In Traditional Chinese Medicine (TCM), BSS refers to impaired circulation or stagnation of blood flow and formation of bruises. The primary therapeutic strategy to treat BSS involves invigorating blood circulation. PRR is a widely used TCM herb for treating acute and critical diseases caused by BSS. However, the anticoagulant effects of different compounds of PRR on BSS remain elusive. The aim of the study was to investigate the pharmacological role of different chemical constituents of Paeoniae Radix Rubra (PRR) in the modulation of anticoagulation in Blood Stasis Syndrome (BSS). This study aimed to analyze the therapeutic effect of PRR on BSS and to assess the ameliorative effect of different chemical constituents of PRR on blood circulation, clotting time, and platelet aggregation in rats with acute BSS.

Methods

Traditional Chinese Medicine Systems Pharmacology Database and Analysis Platform (TCMSP) was used to screen the targets of PRR, and genes causing BSS were predicted using PharmGKB, OMIM, and TTD databases. Intersected genes between PRR and BSS targets were visualized in Venn diagrams. Core target networks of Protein-Protein Interaction (PPI) and cross-targets were constructed using Cytoscape 3.7.1, and the cross-targets were enriched using the Database for Annotation, Visualization, and Integrated Discovery (DAVID) database. Furthermore, the effects of PRR on platelet aggregation, plasma viscosity, and whole blood viscosity in the rats with BSS were examined by blood rheology and other methods. The serum levels of Endothelin-1 (ET-1), Nitric Oxide (NO), Thromboxaneb2 (TXB2), and 6-keto-Prostaglandin F1 α (6-keto-PGF1α) in the rats were measured by the Enzyme-Linked Immunosorbent Assay (ELISA) method.

Results

The main active compounds of PRR, including total glycosides, flavonoids, and polysaccharides, were identified using the TCMSP database.
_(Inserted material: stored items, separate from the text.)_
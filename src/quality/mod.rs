//! Call quality assessment
//!
//! Turns transport statistics into a 0-100 score and a four-level state for
//! UI feedback. Scoring is pure: it depends only on the report passed in.

use serde::{Deserialize, Serialize};
use tokio::time::Instant;

/// Four-level call quality
#[derive(Debug, Clone, Copy, PartialEq, Eq, Serialize, Deserialize)]
#[serde(rename_all = "lowercase")]
pub enum QualityState {
    Excellent,
    Good,
    Fair,
    Poor,
}

impl QualityState {
    /// Bands: >=85 Excellent, 70..=84 Good, 50..=69 Fair, <50 Poor
    pub fn from_score(score: u8) -> Self {
        match score {
            85.. => QualityState::Excellent,
            70..=84 => QualityState::Good,
            50..=69 => QualityState::Fair,
            _ => QualityState::Poor,
        }
    }

    pub fn as_str(&self) -> &'static str {
        match self {
            QualityState::Excellent => "excellent",
            QualityState::Good => "good",
            QualityState::Fair => "fair",
            QualityState::Poor => "poor",
        }
    }
}

/// One sample of connection quality
#[derive(Debug, Clone, Default, PartialEq, Serialize, Deserialize)]
pub struct QualityReport {
    /// Milliseconds since the Unix epoch
    pub timestamp_ms: u64,
    /// Round-trip time in milliseconds
    pub rtt_ms: f64,
    /// Packet loss percentage (0-100)
    pub packet_loss_pct: f64,
    /// Current bitrate in bits per second
    pub bitrate_bps: f64,
    pub resolution_width: u32,
    pub resolution_height: u32,
    pub bytes_sent: u64,
    pub bytes_received: u64,
    pub frames_encoded: u64,
    pub frames_decoded: u64,
}

impl QualityReport {
    pub fn quality_score(&self) -> u8 {
        calculate_quality_score(self)
    }

    pub fn quality_state(&self) -> QualityState {
        quality_state(self)
    }
}

fn rtt_penalty(rtt_ms: f64) -> u32 {
    if rtt_ms < 50.0 {
        0
    } else if rtt_ms < 100.0 {
        10
    } else if rtt_ms < 200.0 {
        30
    } else {
        50
    }
}

fn loss_penalty(loss_pct: f64) -> u32 {
    if loss_pct < 1.0 {
        0
    } else if loss_pct < 3.0 {
        10
    } else if loss_pct < 5.0 {
        20
    } else {
        40
    }
}

fn bitrate_penalty(bitrate_bps: f64) -> u32 {
    if bitrate_bps > 1_000_000.0 {
        0
    } else if bitrate_bps > 500_000.0 {
        5
    } else if bitrate_bps > 250_000.0 {
        15
    } else {
        25
    }
}

/// Score a report: 100 minus the RTT, loss and bitrate penalties, floored at 0.
///
/// NaN metrics fall through every comparison and take the worst penalty.
pub fn calculate_quality_score(report: &QualityReport) -> u8 {
    let penalty = rtt_penalty(report.rtt_ms)
        + loss_penalty(report.packet_loss_pct)
        + bitrate_penalty(report.bitrate_bps);
    100u32.saturating_sub(penalty) as u8
}

pub fn quality_state(report: &QualityReport) -> QualityState {
    QualityState::from_score(calculate_quality_score(report))
}

/// Raw statistics pulled from the engine
#[derive(Debug, Clone, Default, PartialEq)]
pub struct StatsSnapshot {
    /// Current round-trip time of the active candidate pair, in seconds
    pub rtt_secs: f64,
    pub packets_lost: u64,
    pub packets_received: u64,
    pub bytes_sent: u64,
    pub bytes_received: u64,
    pub frames_encoded: u64,
    pub frames_decoded: u64,
    pub frame_width: u32,
    pub frame_height: u32,
    /// Bitrate when the engine reports it directly
    pub bitrate_bps: Option<f64>,
}

/// Derives [`QualityReport`]s from successive snapshots.
///
/// Only the previous sample is retained, to compute a delta bitrate when the
/// engine does not report one.
#[derive(Debug, Default)]
pub struct StatsSampler {
    previous: Option<(Instant, u64)>,
}

impl StatsSampler {
    pub fn new() -> Self {
        Self::default()
    }

    pub fn sample(&mut self, snapshot: &StatsSnapshot, now: Instant) -> QualityReport {
        let total_packets = snapshot.packets_lost + snapshot.packets_received;
        let packet_loss_pct = if total_packets > 0 {
            snapshot.packets_lost as f64 / total_packets as f64 * 100.0
        } else {
            0.0
        };

        let total_bytes = snapshot.bytes_sent + snapshot.bytes_received;
        let bitrate_bps = match snapshot.bitrate_bps {
            Some(bps) => bps,
            None => match self.previous {
                Some((at, bytes)) => {
                    let elapsed = now.saturating_duration_since(at).as_secs_f64();
                    if elapsed > 0.0 {
                        total_bytes.saturating_sub(bytes) as f64 * 8.0 / elapsed
                    } else {
                        0.0
                    }
                }
                None => 0.0,
            },
        };
        self.previous = Some((now, total_bytes));

        QualityReport {
            timestamp_ms: unix_millis(),
            rtt_ms: snapshot.rtt_secs * 1000.0,
            packet_loss_pct,
            bitrate_bps,
            resolution_width: snapshot.frame_width,
            resolution_height: snapshot.frame_height,
            bytes_sent: snapshot.bytes_sent,
            bytes_received: snapshot.bytes_received,
            frames_encoded: snapshot.frames_encoded,
            frames_decoded: snapshot.frames_decoded,
        }
    }

    /// Forget the previous sample
    pub fn reset(&mut self) {
        self.previous = None;
    }
}

pub(crate) fn unix_millis() -> u64 {
    std::time::SystemTime::now()
        .duration_since(std::time::UNIX_EPOCH)
        .map(|d| d.as_millis() as u64)
        .unwrap_or(0)
}

#[cfg(test)]
mod tests {
    use super::*;
    use std::time::Duration;

    fn report(rtt_ms: f64, packet_loss_pct: f64, bitrate_bps: f64) -> QualityReport {
        QualityReport {
            timestamp_ms: 0,
            rtt_ms,
            packet_loss_pct,
            bitrate_bps,
            resolution_width: 1280,
            resolution_height: 720,
            bytes_sent: 0,
            bytes_received: 0,
            frames_encoded: 0,
            frames_decoded: 0,
        }
    }

    #[test]
    fn test_perfect_report_scores_100() {
        let r = report(20.0, 0.0, 2_000_000.0);
        assert_eq!(calculate_quality_score(&r), 100);
        assert_eq!(quality_state(&r), QualityState::Excellent);
    }

    #[test]
    fn test_worst_case_is_zero() {
        let r = report(1000.0, 100.0, 0.0);
        assert_eq!(calculate_quality_score(&r), 0);
        assert_eq!(quality_state(&r), QualityState::Poor);
    }

    #[test]
    fn test_penalty_band_edges() {
        assert_eq!(calculate_quality_score(&report(50.0, 0.0, 2e6)), 90);
        assert_eq!(calculate_quality_score(&report(100.0, 0.0, 2e6)), 70);
        assert_eq!(calculate_quality_score(&report(200.0, 0.0, 2e6)), 50);
        assert_eq!(calculate_quality_score(&report(0.0, 1.0, 2e6)), 90);
        assert_eq!(calculate_quality_score(&report(0.0, 3.0, 2e6)), 80);
        assert_eq!(calculate_quality_score(&report(0.0, 5.0, 2e6)), 60);
        assert_eq!(calculate_quality_score(&report(0.0, 0.0, 1_000_000.0)), 95);
        assert_eq!(calculate_quality_score(&report(0.0, 0.0, 500_000.0)), 85);
        assert_eq!(calculate_quality_score(&report(0.0, 0.0, 250_000.0)), 75);
    }

    #[test]
    fn test_penalties_are_additive() {
        // 10 (rtt) + 10 (loss) + 5 (bitrate)
        let r = report(75.0, 2.0, 750_000.0);
        assert_eq!(r.quality_score(), 75);
        assert_eq!(r.quality_state(), QualityState::Good);
    }

    #[test]
    fn test_state_bands_cover_every_score() {
        for score in 0..=100u8 {
            let expected = if score >= 85 {
                QualityState::Excellent
            } else if score >= 70 {
                QualityState::Good
            } else if score >= 50 {
                QualityState::Fair
            } else {
                QualityState::Poor
            };
            assert_eq!(QualityState::from_score(score), expected, "score {}", score);
        }
        assert_eq!(QualityState::from_score(84), QualityState::Good);
        assert_eq!(QualityState::from_score(69), QualityState::Fair);
        assert_eq!(QualityState::from_score(49), QualityState::Poor);
    }

    #[test]
    fn test_nan_metrics_take_worst_penalty() {
        let r = report(f64::NAN, f64::NAN, f64::NAN);
        assert_eq!(calculate_quality_score(&r), 0);
    }

    #[tokio::test(start_paused = true)]
    async fn test_sampler_delta_bitrate() {
        let mut sampler = StatsSampler::new();
        let mut snap = StatsSnapshot {
            rtt_secs: 0.045,
            packets_lost: 2,
            packets_received: 98,
            bytes_sent: 10_000,
            bytes_received: 10_000,
            ..Default::default()
        };

        let t0 = Instant::now();
        let first = sampler.sample(&snap, t0);
        assert_eq!(first.bitrate_bps, 0.0);
        assert!((first.rtt_ms - 45.0).abs() < 1e-9);
        assert!((first.packet_loss_pct - 2.0).abs() < 1e-9);

        snap.bytes_sent += 125_000;
        snap.bytes_received += 125_000;
        let second = sampler.sample(&snap, t0 + Duration::from_secs(1));
        assert!((second.bitrate_bps - 2_000_000.0).abs() < 1e-6);
    }

    #[test]
    fn test_sampler_prefers_engine_bitrate() {
        let mut sampler = StatsSampler::new();
        let snap = StatsSnapshot { bitrate_bps: Some(640_000.0), ..Default::default() };
        let r = sampler.sample(&snap, Instant::now());
        assert_eq!(r.bitrate_bps, 640_000.0);
        assert_eq!(r.packet_loss_pct, 0.0);
    }
}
A total of 31 cross-targets were obtained from the intersection between 129 active targets of PRR and 345 causative genes of BSS. PPI network identified genes such as Albumin (), SRC Proto-Oncogene, Non-Receptor Tyrosine Kinase (), AKT Serine/Threonine Kinase 1 () as the core targets of PRR in alleviating BSS. Enrichment analysis showed that the common targets were mainly associated with several biological processes, including lipid and atherosclerosis, adherens junction, and focal adhesion. Following the intervention with PRR extract, the whole blood viscosity and plasma viscosity were reduced, and platelet aggregation was inhibited in the model rats in comparison to the model group. Moreover, PRR treatment also promoted thrombin time (TT), prothrombin time (PT), and Activated Partial Thromboplastin Time (APTT), increased the level of NO and 6-keto-PGF1α, but reduced the level of Fibrinogen content (FIB) and ET-1 and TXB2 in the serum of the model rats.

Discussion

The present research systematically explored the anticoagulant effect of the chemical constituents of PRR on BSS in rats, applying network pharmacology analysis.

Conclusion

The current findings provided a theoretical foundation for the pharmacological basis of using PRR in the management of BSS.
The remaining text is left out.